Autant d’exemples qui témoignent de l’inquiétude grandissante qui se répand dans les pays occidentaux et qui souvent s’avère être souvent de fausses alertes.  « On dit qu’il y a en Afrique une peur irraisonnée, mais c’est la même chose chez nous », raconte à l’Agence France Presse, la journaliste de France télévisions Élise Menand, de retour du Liberia. Le pays compte le plus grand nombre de victimes. Les journalistes sont les premiers à faire face à cette peur grandissante, dès leur retour dans les rédactions.

Face à cette vague anxiogène qui enfle davantage ces derniers jours, le président américain Barack Obama a voulu calmer les esprits en déclarant jeudi 16 octobre : « Je veux que tout le monde comprenne que c'est une maladie très difficile à attraper ».

Il y a quelques jours nous publiions un article sur les contrevérités autour d’Ebola. Le virus ne se transmet pas par l’air mais par contact direct entre une personne et les fluides d’un malade (sueur, sang, sperme, urine, selle, vomissement, …). Toutes les précisions sont apportées sur un site internet ouvert spécialement par le ministère de la Santé français ainsi que sur le site de l’Organisation Mondiale de la Santé (OMS).

Le quotidien américain The Washington Post s’est également voulu rassurant, et surtout pragmatique, pour relativiser l'ampleur de cette épidémie qui touche désormais les États-Unis.

Dans une infographie publiée sur son site internet, on voit des petits bonhommes gris, qui représentent les plus de 310 millions d’Américains. Une masse dans laquelle se perdent seulement trois personnages en rouge, indiquant le malade Thomas Eric Duncan décédé début octobre et les deux infirmières infectées ensuite. Le Washington Post glisse ce message à l’attention de ses lecteurs : « Pendant que vous regarder (cette infographie, ndlr) rappelez vous que vous êtes l’un de ces petits Américains en gris. En pleine santé et très certainement loin du virus. » A bon entendeur...



Une équipe espagnole prend en charge l'infirmière contaminée ©AFP
Une équipe espagnole prend en charge l'infirmière contaminée ©AFP
Peur légitime ?

Cette peur du virus qui grandit reste cependant « légitime » même si la situation est « a priori maîtrisable dans des pays à haut niveau d'hygiène », explique le médecin William Dab interviewé par lemonde.fr, titulaire de la chaire d'hygiène et sécurité du Conservatoire national des arts et métiers.

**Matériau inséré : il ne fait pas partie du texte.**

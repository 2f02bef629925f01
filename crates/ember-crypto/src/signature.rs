//! ECDSA signing over secp256k1 with public key recovery.
//!
//! Scalar arithmetic stays inside k256: signatures are canonicalized to
//! low-s form through [`ecdsa::Signature::normalize_s`], with the
//! recovery parity flipped whenever s was folded. This module only adds
//! the r/s/v wire shape and the address derivations built on keccak.

use ember_primitives::{Address, H256};
use k256::ecdsa::signature::hazmat::PrehashVerifier;
use k256::ecdsa::{self, RecoveryId, SigningKey, VerifyingKey};

use crate::{keccak256, CryptoError};

/// Public key (secp256k1 verifying key)
pub type PublicKey = VerifyingKey;

/// Private key (secp256k1 signing key)
pub type PrivateKey = SigningKey;

/// ECDSA signature in the r/s/v form used on the wire.
///
/// `v` carries the recovery parity in the 27/28 convention of
/// `personal_sign`; envelope code narrows it back through
/// [`Signature::recovery_id`].
#[derive(Clone, Debug, PartialEq, Eq)]
pub struct Signature {
    /// r scalar, big-endian
    pub r: H256,
    /// s scalar, big-endian (low-s form when produced by [`sign`])
    pub s: H256,
    /// Recovery value (27 or 28)
    pub v: u8,
}

impl Signature {
    /// Assemble from components
    pub fn new(r: H256, s: H256, v: u8) -> Self {
        Signature { r, s, v }
    }

    /// Recovery id (0 or 1), regardless of which v convention is stored
    pub fn recovery_id(&self) -> u8 {
        self.v.checked_sub(27).unwrap_or(self.v)
    }

    /// 65-byte wire form `r || s || v`
    pub fn to_bytes(&self) -> [u8; 65] {
        let mut wire = [0u8; 65];
        wire[..32].copy_from_slice(self.r.as_bytes());
        wire[32..64].copy_from_slice(self.s.as_bytes());
        wire[64] = self.v;
        wire
    }

    /// Hex rendering of the wire form, 0x-prefixed
    pub fn to_hex(&self) -> String {
        format!("0x{}", hex::encode(self.to_bytes()))
    }

    /// Parse the 65-byte wire form
    pub fn from_bytes(bytes: &[u8]) -> Result<Self, CryptoError> {
        if bytes.len() != 65 {
            return Err(CryptoError::InvalidSignature(format!(
                "expected 65 bytes, got {}",
                bytes.len()
            )));
        }
        let r = H256::from_slice(&bytes[..32])
            .map_err(|e| CryptoError::InvalidSignature(e.to_string()))?;
        let s = H256::from_slice(&bytes[32..64])
            .map_err(|e| CryptoError::InvalidSignature(e.to_string()))?;
        Ok(Signature { r, s, v: bytes[64] })
    }

    /// Parse the 0x-hex wire form (as returned by `personal_sign`)
    pub fn from_hex(s: &str) -> Result<Self, CryptoError> {
        let stripped = s.strip_prefix("0x").unwrap_or(s);
        let bytes =
            hex::decode(stripped).map_err(|e| CryptoError::InvalidSignature(e.to_string()))?;
        Self::from_bytes(&bytes)
    }

    /// Whether s is in the low half of the curve order (EIP-2).
    ///
    /// Out-of-range scalars report false rather than erroring, so this
    /// doubles as a cheap well-formedness probe.
    pub fn is_low_s(&self) -> bool {
        match self.to_ecdsa() {
            Ok(raw) => raw.normalize_s().is_none(),
            Err(_) => false,
        }
    }

    /// View as a k256 signature, validating both scalars
    fn to_ecdsa(&self) -> Result<ecdsa::Signature, CryptoError> {
        let mut scalars = [0u8; 64];
        scalars[..32].copy_from_slice(self.r.as_bytes());
        scalars[32..].copy_from_slice(self.s.as_bytes());
        ecdsa::Signature::from_slice(&scalars)
            .map_err(|e| CryptoError::InvalidSignature(e.to_string()))
    }

    fn from_parts(raw: &ecdsa::Signature, recovery: RecoveryId) -> Result<Self, CryptoError> {
        let scalars = raw.to_bytes();
        let r = H256::from_slice(&scalars[..32])
            .map_err(|e| CryptoError::InvalidSignature(e.to_string()))?;
        let s = H256::from_slice(&scalars[32..])
            .map_err(|e| CryptoError::InvalidSignature(e.to_string()))?;
        Ok(Signature { r, s, v: recovery.to_byte() + 27 })
    }
}

/// Sign a 32-byte digest, canonicalizing to low-s form
pub fn sign(digest: &H256, private_key: &PrivateKey) -> Result<Signature, CryptoError> {
    let (raw, recovery) = private_key
        .sign_prehash_recoverable(digest.as_bytes())
        .map_err(|e| CryptoError::SigningFailed(e.to_string()))?;

    // folding s across the curve order mirrors the recovery parity
    let (raw, recovery) = match raw.normalize_s() {
        Some(low) => {
            let flipped = RecoveryId::try_from(recovery.to_byte() ^ 1)
                .map_err(|_| CryptoError::SigningFailed("recovery id out of range".to_string()))?;
            (low, flipped)
        }
        None => (raw, recovery),
    };

    Signature::from_parts(&raw, recovery)
}

/// Verify a signature against a digest and public key.
///
/// High-s signatures fail verification outright (EIP-2).
pub fn verify(
    digest: &H256,
    signature: &Signature,
    public_key: &PublicKey,
) -> Result<bool, CryptoError> {
    let raw = match signature.to_ecdsa() {
        Ok(raw) => raw,
        Err(_) => return Ok(false),
    };
    if raw.normalize_s().is_some() {
        return Ok(false);
    }
    Ok(public_key.verify_prehash(digest.as_bytes(), &raw).is_ok())
}

/// Recover the signing public key from a signature and digest
pub fn recover_public_key(digest: &H256, signature: &Signature) -> Result<PublicKey, CryptoError> {
    let raw = signature.to_ecdsa()?;
    let recovery = RecoveryId::try_from(signature.recovery_id())
        .map_err(|_| CryptoError::InvalidRecoveryId(signature.recovery_id()))?;
    VerifyingKey::recover_from_prehash(digest.as_bytes(), &raw, recovery)
        .map_err(|e| CryptoError::RecoveryFailed(e.to_string()))
}

/// The low 20 bytes of a 32-byte hash, as an address.
///
/// Both account derivation and CREATE address derivation end in this
/// truncation.
pub fn hash_to_address(hash: &H256) -> Address {
    let mut tail = [0u8; 20];
    tail.copy_from_slice(&hash.as_bytes()[12..]);
    Address::from_bytes(tail)
}

/// Derive the account address: keccak-256 over the uncompressed point
/// X ‖ Y (64 bytes, no 0x04 tag), truncated to 20 bytes
pub fn public_key_to_address(public_key: &PublicKey) -> Address {
    let point = public_key.to_encoded_point(false);
    hash_to_address(&keccak256(&point.as_bytes()[1..]))
}

#[cfg(test)]
mod tests {
    use super::*;
    use rand::rngs::OsRng;

    fn test_key() -> PrivateKey {
        // repeating 0123... pattern, 32 bytes
        let bytes = hex::decode("0123012301230123012301230123012301230123012301230123012301230123")
            .unwrap();
        SigningKey::from_slice(&bytes).unwrap()
    }

    #[test]
    fn test_sign_and_verify() {
        let key = SigningKey::random(&mut OsRng);
        let digest = keccak256(b"sign and verify");
        let sig = sign(&digest, &key).unwrap();
        assert!(sig.is_low_s());
        assert!(verify(&digest, &sig, key.verifying_key()).unwrap());
    }

    #[test]
    fn test_recover_matches_signer() {
        let key = test_key();
        let digest = keccak256(b"recovery");
        let sig = sign(&digest, &key).unwrap();
        let recovered = recover_public_key(&digest, &sig).unwrap();
        assert_eq!(
            public_key_to_address(&recovered),
            public_key_to_address(key.verifying_key())
        );
    }

    #[test]
    fn test_v_is_27_or_28() {
        let sig = sign(&keccak256(b"v value"), &test_key()).unwrap();
        assert!(sig.v == 27 || sig.v == 28);
        assert!(sig.recovery_id() <= 1);
    }

    #[test]
    fn test_recovery_id_handles_both_conventions() {
        let low = Signature::new(H256::ZERO, H256::ZERO, 1);
        assert_eq!(low.recovery_id(), 1);
        let high = Signature::new(H256::ZERO, H256::ZERO, 28);
        assert_eq!(high.recovery_id(), 1);
    }

    #[test]
    fn test_address_derivation_is_stable() {
        let key = test_key();
        let a1 = public_key_to_address(key.verifying_key());
        let a2 = public_key_to_address(key.verifying_key());
        assert_eq!(a1, a2);

        let other = SigningKey::random(&mut OsRng);
        assert_ne!(a1, public_key_to_address(other.verifying_key()));
    }

    #[test]
    fn test_known_key_address() {
        // First account of the common "test ... junk" developer mnemonic
        let bytes = hex::decode("ac0974bec39a17e36ba4a6b4d238ff944bacb478cbed5efcae784d7bf4f2ff80")
            .unwrap();
        let key = SigningKey::from_slice(&bytes).unwrap();
        assert_eq!(
            public_key_to_address(key.verifying_key()).to_hex(),
            "0xf39fd6e51aad88f6f4ce6ab8827279cfffb92266"
        );
    }

    #[test]
    fn test_hash_to_address_truncates() {
        let hash = keccak256(b"some hash");
        let address = hash_to_address(&hash);
        assert_eq!(address.as_bytes(), &hash.as_bytes()[12..]);
    }

    #[test]
    fn test_verify_rejects_high_s() {
        let key = test_key();
        let digest = keccak256(b"high s");
        let mut sig = sign(&digest, &key).unwrap();
        // way past the curve order: the scalar check alone must fail it
        sig.s = H256::from_bytes([0xff; 32]);
        assert!(!sig.is_low_s());
        assert!(!verify(&digest, &sig, key.verifying_key()).unwrap());
    }

    #[test]
    fn test_verify_rejects_wrong_digest() {
        let key = test_key();
        let sig = sign(&keccak256(b"one"), &key).unwrap();
        assert!(!verify(&keccak256(b"two"), &sig, key.verifying_key()).unwrap());
    }

    #[test]
    fn test_wire_form_roundtrips() {
        let sig = sign(&keccak256(b"serialize"), &test_key()).unwrap();

        let bytes = sig.to_bytes();
        assert_eq!(Signature::from_bytes(&bytes).unwrap(), sig);

        let hex = sig.to_hex();
        assert_eq!(hex.len(), 2 + 130);
        assert_eq!(Signature::from_hex(&hex).unwrap(), sig);
    }

    #[test]
    fn test_from_bytes_rejects_wrong_length() {
        assert!(matches!(
            Signature::from_bytes(&[0u8; 64]),
            Err(CryptoError::InvalidSignature(_))
        ));
        assert!(Signature::from_hex("0x1234").is_err());
    }

    #[test]
    fn test_invalid_recovery_id() {
        let mut sig = sign(&keccak256(b"bad v"), &test_key()).unwrap();
        sig.v = 30;
        assert!(matches!(
            recover_public_key(&keccak256(b"bad v"), &sig),
            Err(CryptoError::InvalidRecoveryId(_)) | Err(CryptoError::RecoveryFailed(_))
        ));
    }
}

Ce qui a suscité cette peur chez les gens, selon lui, c’est le constat du manque de préparation des équipes médicales occidentales pour gérer correctement les contaminations auxquelles elles font face. Les cas des deux infirmières américaines et de l’Espagnole ont entraîné une perte de confiance de la population. Un climat propice à des réactions parfois extrêmes énumérées plus haut dans cet article et qui vont jusqu’aux parents refusant d’envoyer leurs enfants à l’école parce qu’ils côtoient d’autres enfants africains dans leur classe.

Ces derniers jours, les autorités sanitaires et les pays hors d’Afrique tentent donc de garder leur crédibilité en multipliant les messages de précaution, les plateformes téléphoniques ou sites internet de conseils, ainsi  qu'en débloquant des aides plus importantes envers les pays d’Afrique de l’Ouest durement touchés par l’épidémie.

Selon le dernier bilan publié par l’OMS le 14 octobre, 9 216 cas d’Ebola confirmés, soupçonnés ou probables ont été enregistrés dans sept pays (Liberia, Sierra Leone, Guinée, Nigeria, Sénégal, Espagne et États-Unis) dont 4 555 décès.